The year is 1738. Many people are plagued with smallpox or other legitimate, more pressing problems (FOMO on the birth of King George III?) — but me, myself? I’m stricken with Fetty Wap fever.

Before we get down to it, there’s one thing you should know: hip hop is not my preferred genre. This just in — white girl from cushy Michigan suburb not the world’s biggest fan of rap music. More at 11.

It’s no secret, and it’s no surprise. David Bowie gets me going, as do Sarah Vaughan, Elliott Smith and The Kinks. Of course, as a music writer, I pride myself on listening to a myriad — by the truest sense of the word — of genres. Jazz, R&B, neo-soul, pop-y pop, folk, etc. (Admittedly, Johnny Cash is about as far as I’ll go into country. Maybe Shania Twain if I’m feeling frisky.) But dabbling in hip hop is not exactly the most relaxing listening adventure for me. I love it; I appreciate it. I could rap “The Real Slim Shady” to you right now, in its entirety, and have a damn good time doing it. But it’s just not the butter to my bread. Given the choice, I’d pick Marvin Gaye over Kan-yeezy almost every time.

Lately, though, I’ve been walking around campus sans any typical tunes beating through my head. “679” by Fetty Wap and Remy Boyz has taken over. Stepping out of my dorm (“… and I got this sewed up”), riding down the elevator (“Remy Boyz, they know us”), eating a bagel (“all fast money, no slow bucks”), walking to class (“no one can control us”) and sitting down in lecture (“ay, yeeEEEAaah baby”). It won’t leave me, no matter how hard I try.

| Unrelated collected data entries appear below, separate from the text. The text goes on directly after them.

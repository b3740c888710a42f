//! Background task that records lapsed holds and missed tours

use std::time::Duration;

use booking::Booking;
use common::{DbPool, Error};
use tokio::time::MissedTickBehavior;

use crate::{AppState, SharedClock};

/// Outcome of a single sweep
#[derive(Clone, Copy, Debug, Default, PartialEq, Eq)]
pub struct SweepReport {
	pub expired:  usize,
	pub no_shows: usize,
}

/// Periodically expires lapsed holds and marks confirmed bookings of past
/// dates as no-shows
///
/// Every read and write already settles lapsed holds on its own, so the
/// sweeper only keeps stored statuses close to what callers observe.
#[derive(Clone)]
pub struct Sweeper {
	pool:     DbPool,
	clock:    SharedClock,
	interval: Duration,
}

impl Sweeper {
	#[must_use]
	pub fn new(pool: DbPool, clock: SharedClock, interval: Duration) -> Self {
		Self { pool, clock, interval }
	}

	/// Build a sweeper from the app state, [`None`] if sweeping is disabled
	#[must_use]
	pub fn from_state(state: &AppState) -> Option<Self> {
		let interval = state.config.sweep_interval?;

		Some(Self::new(state.database_pool.clone(), state.clock.clone(), interval))
	}

	/// Run a single sweep at the current time
	#[instrument(skip(self))]
	pub async fn sweep_once(&self) -> Result<SweepReport, Error> {
		let now = self.clock.now();
		let conn = self.pool.get().await?;

		let expired = Booking::expire_lapsed(now, &conn).await?;
		let no_shows = Booking::mark_no_shows(now.date(), now, &conn).await?;

		Ok(SweepReport { expired, no_shows })
	}

	/// Sweep forever at the configured interval
	pub async fn run(self) {
		info!("sweeping bookings every {:?}", self.interval);

		let mut interval = tokio::time::interval(self.interval);
		interval.set_missed_tick_behavior(MissedTickBehavior::Delay);

		loop {
			interval.tick().await;

			if let Err(e) = self.sweep_once().await {
				error!("booking sweep failed -- {e:?}");
			}
		}
	}
}
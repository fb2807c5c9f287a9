//! HTTP-level tests against the full router, using in-process backends.

use std::sync::Arc;

use axum::body::Body;
use axum::http::{header, Request, StatusCode};
use axum::Router;
use catalog_api::store::MemoryRecordStore;
use catalog_api::{create_app_router, ApiConfig, AppState};
use catalog_cache::MemoryCacheStore;
use serde_json::{json, Value};
use tower::ServiceExt;

fn app() -> Router {
    let state = AppState::new(
        Arc::new(MemoryRecordStore::new()),
        Arc::new(MemoryCacheStore::new()),
    );
    create_app_router(state, &ApiConfig::default())
}

async fn body_json(response: axum::response::Response) -> Value {
    let bytes = axum::body::to_bytes(response.into_body(), usize::MAX)
        .await
        .unwrap();
    serde_json::from_slice(&bytes).unwrap()
}

fn json_request(method: &str, uri: &str, body: Value) -> Request<Body> {
    Request::builder()
        .method(method)
        .uri(uri)
        .header(header::CONTENT_TYPE, "application/json")
        .body(Body::from(body.to_string()))
        .unwrap()
}

fn get(uri: &str) -> Request<Body> {
    Request::builder().uri(uri).body(Body::empty()).unwrap()
}

#[tokio::test]
async fn health_ping_responds() {
    let response = app().oneshot(get("/health/ping")).await.unwrap();
    assert_eq!(response.status(), StatusCode::OK);
}

#[tokio::test]
async fn readiness_reports_components() {
    let response = app().oneshot(get("/health/ready")).await.unwrap();
    assert_eq!(response.status(), StatusCode::OK);

    let body = body_json(response).await;
    assert_eq!(body["status"], "healthy");
    assert_eq!(body["details"]["database"]["status"], "healthy");
    assert_eq!(body["details"]["cache"]["status"], "healthy");
}

#[tokio::test]
async fn create_then_read_product() {
    let app = app();

    let response = app
        .clone()
        .oneshot(json_request(
            "POST",
            "/products",
            json!({ "name": "Widget", "price": 9.99, "category": "tools" }),
        ))
        .await
        .unwrap();
    assert_eq!(response.status(), StatusCode::CREATED);

    let created = body_json(response).await;
    assert_eq!(created["data"]["name"], "Widget");
    assert_eq!(created["meta"]["cache_status"], "cache_cleared_and_updated");
    let id = created["data"]["id"].as_str().unwrap().to_string();

    // Point read is served from the cache entry written by create.
    let response = app
        .clone()
        .oneshot(get(&format!("/products/{}", id)))
        .await
        .unwrap();
    assert_eq!(response.status(), StatusCode::OK);
    let read = body_json(response).await;
    assert_eq!(read["meta"]["source"], "cache");
    assert_eq!(read["meta"]["cache_status"], "hit");
    assert_eq!(read["data"]["price"], 9.99);
}

#[tokio::test]
async fn list_carries_envelope_metadata() {
    let app = app();
    app.clone()
        .oneshot(json_request(
            "POST",
            "/products",
            json!({ "name": "Widget", "price": 9.99 }),
        ))
        .await
        .unwrap();

    let first = body_json(app.clone().oneshot(get("/products")).await.unwrap()).await;
    assert_eq!(first["meta"]["source"], "database");
    assert_eq!(first["meta"]["count"], 1);
    assert_eq!(first["meta"]["cached"], true);

    let second = body_json(app.clone().oneshot(get("/products")).await.unwrap()).await;
    assert_eq!(second["meta"]["source"], "cache");
    assert_eq!(second["meta"]["cache_status"], "hit");
}

#[tokio::test]
async fn create_rejects_missing_name() {
    let response = app()
        .oneshot(json_request(
            "POST",
            "/products",
            json!({ "name": "   ", "price": 9.99 }),
        ))
        .await
        .unwrap();
    assert_eq!(response.status(), StatusCode::BAD_REQUEST);

    let body = body_json(response).await;
    assert_eq!(body["code"], "MISSING_FIELD");
}

#[tokio::test]
async fn create_rejects_negative_price() {
    let response = app()
        .oneshot(json_request(
            "POST",
            "/products",
            json!({ "name": "Widget", "price": -1.0 }),
        ))
        .await
        .unwrap();
    assert_eq!(response.status(), StatusCode::BAD_REQUEST);

    let body = body_json(response).await;
    assert_eq!(body["code"], "VALIDATION_FAILED");
}

#[tokio::test]
async fn update_rejects_empty_patch() {
    let app = app();
    let created = body_json(
        app.clone()
            .oneshot(json_request(
                "POST",
                "/products",
                json!({ "name": "Widget", "price": 9.99 }),
            ))
            .await
            .unwrap(),
    )
    .await;
    let id = created["data"]["id"].as_str().unwrap().to_string();

    let response = app
        .clone()
        .oneshot(json_request("PUT", &format!("/products/{}", id), json!({})))
        .await
        .unwrap();
    assert_eq!(response.status(), StatusCode::BAD_REQUEST);
}

#[tokio::test]
async fn search_requires_query_term() {
    let response = app().oneshot(get("/products/search")).await.unwrap();
    assert_eq!(response.status(), StatusCode::BAD_REQUEST);

    let body = body_json(response).await;
    assert_eq!(body["code"], "MISSING_FIELD");
}

#[tokio::test]
async fn unknown_product_is_404() {
    let response = app()
        .oneshot(get("/products/00000000-0000-0000-0000-000000000000"))
        .await
        .unwrap();
    assert_eq!(response.status(), StatusCode::NOT_FOUND);

    let body = body_json(response).await;
    assert_eq!(body["code"], "ITEM_NOT_FOUND");
}

#[tokio::test]
async fn delete_returns_no_content_then_404() {
    let app = app();
    let created = body_json(
        app.clone()
            .oneshot(json_request(
                "POST",
                "/products",
                json!({ "name": "Widget", "price": 9.99 }),
            ))
            .await
            .unwrap(),
    )
    .await;
    let id = created["data"]["id"].as_str().unwrap().to_string();

    let response = app
        .clone()
        .oneshot(
            Request::builder()
                .method("DELETE")
                .uri(format!("/products/{}", id))
                .body(Body::empty())
                .unwrap(),
        )
        .await
        .unwrap();
    assert_eq!(response.status(), StatusCode::NO_CONTENT);

    let response = app
        .clone()
        .oneshot(get(&format!("/products/{}", id)))
        .await
        .unwrap();
    assert_eq!(response.status(), StatusCode::NOT_FOUND);
}

#[tokio::test]
async fn product_cache_clear_reports_count() {
    let app = app();
    app.clone()
        .oneshot(json_request(
            "POST",
            "/products",
            json!({ "name": "Widget", "price": 9.99 }),
        ))
        .await
        .unwrap();
    app.clone().oneshot(get("/products")).await.unwrap();

    let response = app
        .clone()
        .oneshot(
            Request::builder()
                .method("DELETE")
                .uri("/products/cache")
                .body(Body::empty())
                .unwrap(),
        )
        .await
        .unwrap();
    assert_eq!(response.status(), StatusCode::OK);

    let body = body_json(response).await;
    assert_eq!(body["complete"], true);
    assert!(body["cleared"].as_u64().unwrap() >= 2);
}

#[tokio::test]
async fn cache_passthrough_roundtrip() {
    let app = app();

    let response = app
        .clone()
        .oneshot(json_request(
            "POST",
            "/cache/set",
            json!({ "key": "debug:flag", "value": { "enabled": true } }),
        ))
        .await
        .unwrap();
    assert_eq!(response.status(), StatusCode::OK);

    let response = app
        .clone()
        .oneshot(get("/cache/get/debug:flag"))
        .await
        .unwrap();
    let body = body_json(response).await;
    assert_eq!(body["value"]["enabled"], true);

    let response = app
        .clone()
        .oneshot(
            Request::builder()
                .method("DELETE")
                .uri("/cache/del/debug:flag")
                .body(Body::empty())
                .unwrap(),
        )
        .await
        .unwrap();
    let body = body_json(response).await;
    assert_eq!(body["deleted"], 1);

    let response = app
        .clone()
        .oneshot(get("/cache/get/debug:flag"))
        .await
        .unwrap();
    let body = body_json(response).await;
    assert!(body["value"].is_null());
}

Mr. Wap, born Willie Maxwell in 1991, is a fascinating creature. He catapulted into the spotlight this summer with the melodically minimalistic smash “Trap Queen,” a strange song upon closer examination. There are about five notes sung throughout the whole thing (same three in the verses, same two in the chorus, excluding the rap), and pixie-like, staccato synths run rampant. It’s appealing from the get-go but ultimately lacks variety —not exactly what you’d call “chart bait” in a day and age where constant shock-factor is needed to hold a listener’s attention. To boot, it introduced the world to that signature Wap vibrato we now love/hate: “… getting fly with my baby, yeEEEAaah.” Never has a goat in heat yodeling about his boo thang sounded so hot.

Since then, my beloved “679” and “My Way,” which features a perfect verse from Drake, have secured Wap’s place in pop music’s vocabulary. Plus his debut album is set to come out on Sept. 25. Most importantly, though, people listen to Fetty Wap. Whether it’s ironic or not, “I’m like hey, what’s up, hello” has worked its way into Instagram captions worldwide.

Speaking of irony: this could be debated, but quite a few listeners dig Wap because they think he’s hilarious. Almost everyone with whom I’ve discussed mentions his one eye and bursts out laughing (glaucoma stole the other from us, may it rest), and my friend often tries to mimic his weirdly strained singing. Also, his music isn’t really respected in the way, say, Kendrick Lamar’s is. As of late, hip hop has become a platform for artists like Lamar to convey heavier subject matter, i.e. their dissatisfaction with police brutality, the implications of and stereotypes involved with being a famous African American man, etc. Fetty Wap raps about squadding up and chillin’ with his girl. Even newcomer and surprising tickler-of-my-fancy Vince Staples talks about his girl on “Lemme Know,” but since he’s less mainstream — and perhaps a bit more lyrically deft — the music seems less trivial.

OK. That’s all peachy. But I still can’t sweat out my Fetty Wap fever. Even though he’s “trivial” and Cyclop-tic and repetitive and odd, I still enjoy listening to Fetty Wap.

The key word there is “enjoy.” Just because an artist isn’t as intellectual, as critically adored as one of his contemporaries doesn’t mean he isn’t successful at his job. Wap resonates with the masses arguably better than any other pop and hip-hop artist out there right now — and he does so in a deeply enjoyable way. And though the word is grossly overused, his music is fun, above all else. He makes me dance like an inebriated aunt at a wedding, sing along obnoxiously and laugh at the absurdity of it all. I can’t say that for many other current musicians. In my fevered past week, I’ve loved nothing more than putting the fun back into my life and my playlists amid swirls of homework and new classes.

This is college, after all. Sometimes I don’t want to think. I just want to party like it’s 1738.